### Directions for this task:
Among the entries below, count the lines holding the string "under". Respond with the number alone.

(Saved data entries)

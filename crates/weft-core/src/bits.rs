// Copyright 2025 eraflo
//
// Licensed under the Apache License, Version 2.0 (the "License");
// you may not use this file except in compliance with the License.
// You may obtain a copy of the License at
//
//     http://www.apache.org/licenses/LICENSE-2.0
//
// Unless required by applicable law or agreed to in writing, software
// distributed under the License is distributed on an "AS IS" BASIS,
// WITHOUT WARRANTIES OR CONDITIONS OF ANY KIND, either express or implied.
// See the License for the specific language governing permissions and
// limitations under the License.

//! Bit-scan primitives on fixed-width words.
//!
//! Every lock-free structure in the runtime (chunk areas, task rings, delay
//! sectors) tracks occupancy in 64-bit words and claims entries by scanning
//! for a clear bit and publishing it with a compare-and-swap.

use std::sync::atomic::{AtomicU64, Ordering};

/// Scan and mask operations on an unsigned machine word.
///
/// Bit `0` is the least significant bit. Scans return `None` when no bit
/// matches instead of an out-of-range sentinel.
pub trait BitWord: Copy + Eq {
    /// Width of the word in bits.
    const WIDTH: u32;

    /// Index of the lowest set bit.
    fn find_lsb_set(self) -> Option<u32>;
    /// Index of the highest set bit.
    fn find_msb_set(self) -> Option<u32>;
    /// Index of the lowest clear bit.
    fn find_lsb_zero(self) -> Option<u32>;
    /// Index of the highest clear bit.
    fn find_msb_zero(self) -> Option<u32>;
    /// Returns the word with `bit` set.
    fn with_bit(self, bit: u32) -> Self;
    /// Returns the word with `bit` cleared.
    fn without_bit(self, bit: u32) -> Self;
    /// Whether `bit` is set.
    fn has_bit(self, bit: u32) -> bool;
}

macro_rules! impl_bit_word {
    ($($ty:ty),* $(,)?) => {
        $(
            impl BitWord for $ty {
                const WIDTH: u32 = <$ty>::BITS;

                #[inline]
                fn find_lsb_set(self) -> Option<u32> {
                    (self != 0).then(|| self.trailing_zeros())
                }

                #[inline]
                fn find_msb_set(self) -> Option<u32> {
                    (self != 0).then(|| Self::WIDTH - 1 - self.leading_zeros())
                }

                #[inline]
                fn find_lsb_zero(self) -> Option<u32> {
                    (!self).find_lsb_set()
                }

                #[inline]
                fn find_msb_zero(self) -> Option<u32> {
                    (!self).find_msb_set()
                }

                #[inline]
                fn with_bit(self, bit: u32) -> Self {
                    debug_assert!(bit < Self::WIDTH);
                    self | (1 << bit)
                }

                #[inline]
                fn without_bit(self, bit: u32) -> Self {
                    debug_assert!(bit < Self::WIDTH);
                    self & !(1 << bit)
                }

                #[inline]
                fn has_bit(self, bit: u32) -> bool {
                    bit < Self::WIDTH && self & (1 << bit) != 0
                }
            }
        )*
    };
}

impl_bit_word!(u8, u16, u32, u64);

/// A mask with the lowest `count` bits set. `count` may be the full width.
#[inline]
pub fn low_mask(count: u32) -> u64 {
    match count {
        0 => 0,
        n if n >= 64 => u64::MAX,
        n => (1u64 << n) - 1,
    }
}

/// Claims the lowest clear bit of `word` that is not also set in `skip`.
///
/// Optimistic claim loop: load, pick a bit, publish it with a CAS and retry
/// on contention. Each failed CAS means another thread changed the word, so
/// the loop ends either with a claimed bit or once no eligible clear bit is
/// left (`None`).
pub fn claim_lowest_zero(word: &AtomicU64, skip: u64) -> Option<u32> {
    let mut current = word.load(Ordering::Relaxed);
    loop {
        let bit = (current | skip).find_lsb_zero()?;
        match word.compare_exchange_weak(
            current,
            current.with_bit(bit),
            Ordering::AcqRel,
            Ordering::Relaxed,
        ) {
            Ok(_) => return Some(bit),
            Err(actual) => current = actual,
        }
    }
}

/// Sets `bit` in `word`, returning `true` if this call set it.
#[inline]
pub fn try_claim_bit(word: &AtomicU64, bit: u32) -> bool {
    let mask = 1u64 << bit;
    word.fetch_or(mask, Ordering::AcqRel) & mask == 0
}

/// Clears `bit` in `word`, returning whether it was set.
#[inline]
pub fn release_bit(word: &AtomicU64, bit: u32) -> bool {
    let mask = 1u64 << bit;
    word.fetch_and(!mask, Ordering::AcqRel) & mask != 0
}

### Result:
3